Pesquisa da AOL buscou entre anunciantes e veículos como será o fluxo de compra e venda para os próximos meses

iStock/Petar Chernaev

Os anunciantes e veículos acreditam que as tecnologias imersivas, como Realidade Aumentada (AR) e Realidade Virtual (VR), vão se tornar uma das melhores fontes de receita para o próximo ano, contribuindo para o aumento no consumo de vídeo digital em todo mundo. De acordo com o State of the Industry Video Report, da empresa AOL, mais da metade dos compradores e vendedores de mídia do Reino Unido (55%) disseram que formatos imersivos, como vídeo 360, fornecerão um dos melhores fluxos de receita nos próximos 12 meses.

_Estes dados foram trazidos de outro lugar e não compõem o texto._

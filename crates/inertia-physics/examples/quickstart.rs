//! Inertia Quickstart: a small scene from scratch.
//!
//! Demonstrates:
//!   1. Creating a world and spawning bodies with `BodyDef`
//!   2. Gravity as an acceleration-mode constant force on every body
//!   3. A windowed, off-centre push that also spins its target
//!   4. A user-defined force (a linear drag)
//!   5. Stepping with `run_for` and reading state back through `Body`
//!
//! Run with:
//!   cargo run -p inertia-physics --example quickstart

use inertia_physics::{
    Bodies, BodyDef, ConstantForce, Force, ForceContext, ForceMode, Selection, World,
};
use inertia_pose::{transform_point, Vec2};
use inertia_soa::StoreError;

// ─── Scene parameters ───────────────────────────────────────────

const GRAVITY: f64 = -9.81;
const DRAG: f64 = 0.4;
const TIMESTEP: f64 = 0.01;

// ─── Force: linear drag ─────────────────────────────────────────
//
// Opposes velocity in proportion to speed. Reads the body state the
// world hands it and only writes accelerations.

struct Drag {
    selection: Selection,
    coefficient: f64,
}

impl Force for Drag {
    fn name(&self) -> &str {
        "drag"
    }

    fn selection(&self) -> &Selection {
        &self.selection
    }

    fn apply(&self, bodies: &Bodies<'_>, _ctx: &ForceContext) -> Result<(), StoreError> {
        bodies.for_each_mut(|b| {
            b.acceleration -= b.velocity * (self.coefficient * b.inverse_mass);
        })
    }
}

fn main() -> Result<(), Box<dyn std::error::Error>> {
    // ─── World and bodies ───────────────────────────────────────
    let mut world = World::new(2)?;

    let ball = world.new_body(BodyDef::new().mass(1.0).position(Vec2::new(0.0, 10.0)))?;
    let crate_ = world.new_body(
        BodyDef::new()
            .mass(5.0)
            .inertia(2.0)
            .position(Vec2::new(4.0, 10.0)),
    )?;

    // ─── Forces ─────────────────────────────────────────────────
    let gravity = ConstantForce::builder(Vec2::new(0.0, GRAVITY))
        .name("gravity")
        .mode(ForceMode::Acceleration)
        .build(&world)?;
    world.add_force(gravity);

    // Half a second of sideways push applied one unit above the crate's
    // starting centre.
    let push = ConstantForce::builder(Vec2::new(20.0, 0.0))
        .name("push")
        .bodies(&crate_)
        .at_point(Vec2::new(4.0, 11.0))
        .window(0.0, 0.5)
        .build(&world)?;
    world.add_force(push);

    world.add_force(Drag {
        selection: Selection::All,
        coefficient: DRAG,
    });

    // ─── Run ────────────────────────────────────────────────────
    for second in 1..=3 {
        let summary = world.run_for(1.0, TIMESTEP)?;
        let metrics = world.last_metrics();
        println!(
            "t = {:.2}s ({} steps, {} forces active, last step {}us)",
            world.time(),
            summary.steps(),
            metrics.active_forces,
            metrics.total_us,
        );
        for (label, body) in [("ball", &ball), ("crate", &crate_)] {
            let p = body.position();
            let v = body.velocity();
            println!(
                "  [{second}] {label:<5} position ({:>7.3}, {:>7.3})  velocity ({:>7.3}, {:>7.3})  θ {:>6.3}",
                p.x,
                p.y,
                v.x,
                v.y,
                body.orientation(),
            );
        }
    }

    // The push window has closed; drop it from the world.
    let pruned = world.prune_expired_forces();
    println!("pruned {pruned} expired force(s), {} remain", world.force_count());

    // A corner of the crate in world coordinates.
    let corner = transform_point(&crate_.pose(), &Vec2::new(0.5, 0.5));
    println!("crate corner at ({:.3}, {:.3})", corner.x, corner.y);

    Ok(())
}
//! The body column schema.
//!
//! Bodies are rows of a [`ColumnStore`] that carries the ten columns
//! returned by [`body_fields()`]. [`BodySchema`] holds their resolved
//! [`FieldId`]s; it is built once when a world is created and every body
//! accessor goes through it, so no field is ever looked up by name on the
//! hot path.

use inertia_core::{ConfigError, FieldDef, FieldId, FieldShape, ScalarType};
use inertia_soa::ColumnStore;

/// Inverse mass; 0 marks an immovable body.
pub const INVERSE_MASS: &str = "inverse_mass";
/// Inverse moment of inertia; 0 marks a body that cannot spin.
pub const INVERSE_INERTIA: &str = "inverse_inertia";
/// World-frame position of the center of mass.
pub const POSITION: &str = "position";
/// Linear velocity.
pub const VELOCITY: &str = "velocity";
/// Linear acceleration, rebuilt every step.
pub const ACCELERATION: &str = "acceleration";
/// Heading in radians.
pub const ORIENTATION: &str = "orientation";
/// Angular velocity in radians per second.
pub const ANGULAR_VELOCITY: &str = "angular_velocity";
/// Angular acceleration, rebuilt every step.
pub const ANGULAR_ACCELERATION: &str = "angular_acceleration";
/// One-shot force accumulated by `Body::add_force`.
pub const LINEAR_FORCE_ACCUMULATOR: &str = "linear_force_accumulator";
/// One-shot torque accumulated by `Body::add_force`.
pub const TORQUE_ACCUMULATOR: &str = "torque_accumulator";

/// The body columns, in registration order.
///
/// Both inverse mass and inverse inertia are filled with 1.0 so a freshly
/// taken row is a unit body at rest at the origin.
pub fn body_fields() -> Vec<FieldDef> {
    vec![
        FieldDef::scalar(INVERSE_MASS).with_fill(1.0),
        FieldDef::scalar(INVERSE_INERTIA).with_fill(1.0),
        FieldDef::vector(POSITION, 2),
        FieldDef::vector(VELOCITY, 2),
        FieldDef::vector(ACCELERATION, 2),
        FieldDef::scalar(ORIENTATION),
        FieldDef::scalar(ANGULAR_VELOCITY),
        FieldDef::scalar(ANGULAR_ACCELERATION),
        FieldDef::vector(LINEAR_FORCE_ACCUMULATOR, 2),
        FieldDef::scalar(TORQUE_ACCUMULATOR),
    ]
}

/// Resolved field IDs of the body columns.
#[derive(Clone, Copy, Debug, PartialEq, Eq)]
pub struct BodySchema {
    /// See [`INVERSE_MASS`].
    pub inverse_mass: FieldId,
    /// See [`INVERSE_INERTIA`].
    pub inverse_inertia: FieldId,
    /// See [`POSITION`].
    pub position: FieldId,
    /// See [`VELOCITY`].
    pub velocity: FieldId,
    /// See [`ACCELERATION`].
    pub acceleration: FieldId,
    /// See [`ORIENTATION`].
    pub orientation: FieldId,
    /// See [`ANGULAR_VELOCITY`].
    pub angular_velocity: FieldId,
    /// See [`ANGULAR_ACCELERATION`].
    pub angular_acceleration: FieldId,
    /// See [`LINEAR_FORCE_ACCUMULATOR`].
    pub linear_force_accumulator: FieldId,
    /// See [`TORQUE_ACCUMULATOR`].
    pub torque_accumulator: FieldId,
}

impl BodySchema {
    /// Register the body columns on `store` and resolve them.
    pub fn register(store: &mut ColumnStore) -> Result<Self, ConfigError> {
        for def in body_fields() {
            store.register(def)?;
        }
        Self::resolve(store)
    }

    /// Resolve the body columns of a store that already carries them.
    ///
    /// Fails with [`ConfigError::MissingBodyField`] if a column is absent
    /// and [`ConfigError::BodyFieldMismatch`] if one has the wrong shape
    /// or element type. Extra columns are allowed.
    pub fn resolve(store: &ColumnStore) -> Result<Self, ConfigError> {
        let lookup = |name: &str, components: u32| -> Result<FieldId, ConfigError> {
            let id = store
                .field_id(name)
                .ok_or_else(|| ConfigError::MissingBodyField {
                    name: name.to_string(),
                })?;
            let def = store
                .field(id)
                .ok_or_else(|| ConfigError::MissingBodyField {
                    name: name.to_string(),
                })?;
            let expected = if components == 1 {
                FieldShape::Scalar
            } else {
                FieldShape::Array { len: components }
            };
            if def.scalar != ScalarType::Float {
                return Err(ConfigError::BodyFieldMismatch {
                    name: name.to_string(),
                    reason: format!("stores {} elements, expected float", def.scalar),
                });
            }
            if def.shape != expected {
                return Err(ConfigError::BodyFieldMismatch {
                    name: name.to_string(),
                    reason: format!("shape {:?}, expected {expected:?}", def.shape),
                });
            }
            Ok(id)
        };
        Ok(Self {
            inverse_mass: lookup(INVERSE_MASS, 1)?,
            inverse_inertia: lookup(INVERSE_INERTIA, 1)?,
            position: lookup(POSITION, 2)?,
            velocity: lookup(VELOCITY, 2)?,
            acceleration: lookup(ACCELERATION, 2)?,
            orientation: lookup(ORIENTATION, 1)?,
            angular_velocity: lookup(ANGULAR_VELOCITY, 1)?,
            angular_acceleration: lookup(ANGULAR_ACCELERATION, 1)?,
            linear_force_accumulator: lookup(LINEAR_FORCE_ACCUMULATOR, 2)?,
            torque_accumulator: lookup(TORQUE_ACCUMULATOR, 1)?,
        })
    }

    /// The columns a [`Force`](crate::Force) may read, in the order
    /// [`Bodies::for_each_mut`](crate::Bodies::for_each_mut) borrows them.
    pub(crate) fn dynamics(&self) -> [FieldId; 8] {
        [
            self.inverse_mass,
            self.inverse_inertia,
            self.position,
            self.velocity,
            self.acceleration,
            self.orientation,
            self.angular_velocity,
            self.angular_acceleration,
        ]
    }
}

#[cfg(test)]
mod tests {
    use super::*;
    use inertia_soa::StoreConfig;

    #[test]
    fn registration_order_is_field_id_order() {
        let mut store = ColumnStore::new(StoreConfig::default()).unwrap();
        let schema = BodySchema::register(&mut store).unwrap();
        assert_eq!(schema.inverse_mass, FieldId(0));
        assert_eq!(schema.position, FieldId(2));
        assert_eq!(schema.torque_accumulator, FieldId(9));
        assert_eq!(store.field_count(), 10);
    }

    #[test]
    fn resolve_allows_extra_columns() {
        let mut store = ColumnStore::new(StoreConfig::default()).unwrap();
        store.register(FieldDef::flag("sleeping")).unwrap();
        let schema = BodySchema::register(&mut store).unwrap();
        assert_eq!(schema.inverse_mass, FieldId(1));
    }

    #[test]
    fn missing_column_is_reported() {
        let store = ColumnStore::with_fields(
            StoreConfig::default(),
            body_fields().into_iter().filter(|d| d.name != VELOCITY),
        )
        .unwrap();
        assert_eq!(
            BodySchema::resolve(&store),
            Err(ConfigError::MissingBodyField {
                name: VELOCITY.into()
            })
        );
    }

    #[test]
    fn wrong_shape_is_reported() {
        let fields = body_fields().into_iter().map(|d| {
            if d.name == POSITION {
                FieldDef::vector(POSITION, 3)
            } else {
                d
            }
        });
        let store = ColumnStore::with_fields(StoreConfig::default(), fields).unwrap();
        assert!(matches!(
            BodySchema::resolve(&store),
            Err(ConfigError::BodyFieldMismatch { .. })
        ));
    }
}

Além disso, 62% dos anunciantes do Reino Unido veem espaço para a VR no mercado de vídeos digitais. No entanto, isso é inferior à opinião global, que chega a 64%.

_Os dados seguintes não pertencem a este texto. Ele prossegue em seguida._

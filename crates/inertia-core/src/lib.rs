//! Core types for the Inertia rigid-body framework.
//!
//! This is the leaf crate with no internal dependencies. It defines the
//! vocabulary shared by the columnar store and the physics layer: row and
//! field identifiers, field descriptors with their element shapes, and the
//! setup-time error type.

#![deny(missing_docs)]
#![deny(rustdoc::broken_intra_doc_links)]
#![forbid(unsafe_code)]

pub mod error;
pub mod field;
pub mod id;

pub use error::ConfigError;
pub use field::{FieldDef, FieldShape, Layout, Scalar, ScalarType, ShapeDims};
pub use id::{FieldId, ForceId, RowId};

O otimismo é temperado pela baixa adoção de novos formatos entre os consumidores do Reino Unido, quando apenas um quinto usa Watch VR uma ou mais vezes por semana. E enquanto 58% dos consumidores dizem, globalmente, nunca terem assistido em VR, no Reino Unido está próximo dos 70%.

“Quando se trata de novos formatos, o apetite do consumidor ainda está em sua infância”, disse Stuart Flint, diretor-gerente da AOL UK. “Os anunciantes e veículos têm a oportunidade de flexionar seus músculos criativos e adaptar o conteúdo para atender às necessidades e interesses do público”.

Os formatos tradicionais de vídeo online continuam lucrativos, especialmente em anúncios pre-roll, já que 70% dos compradores e vencedores de mídia planejam esse investimento. “Nossa pesquisa  mostra o quanto o vídeo digital se tornou importante, com quase todos os consumidores do Reino Unido (97%) esperando assistir quantidades iguais ou maiores nos próximos seis meses”, acrescentou Flint.

No entanto, há desafios para o crescimento global de vídeos. Mais de um terço (34%) dos consumidores disseram parar de assistir a um vídeo que pausou apenas duas vezes para carregar. Apesar disso, “o futuro está firmemente no vídeo digital”, afirmou a Flint, acrescentando: “os anunciantes e os editores devem estar preparados para investir em formatos emergentes para melhorar a experiência do consumidor”.

 Foram entrevistados 1.600 compradores e vendedores de mídia e 1.300 consumidores de sete mercados para explorar o papel do vídeo digital no consumo de mídia.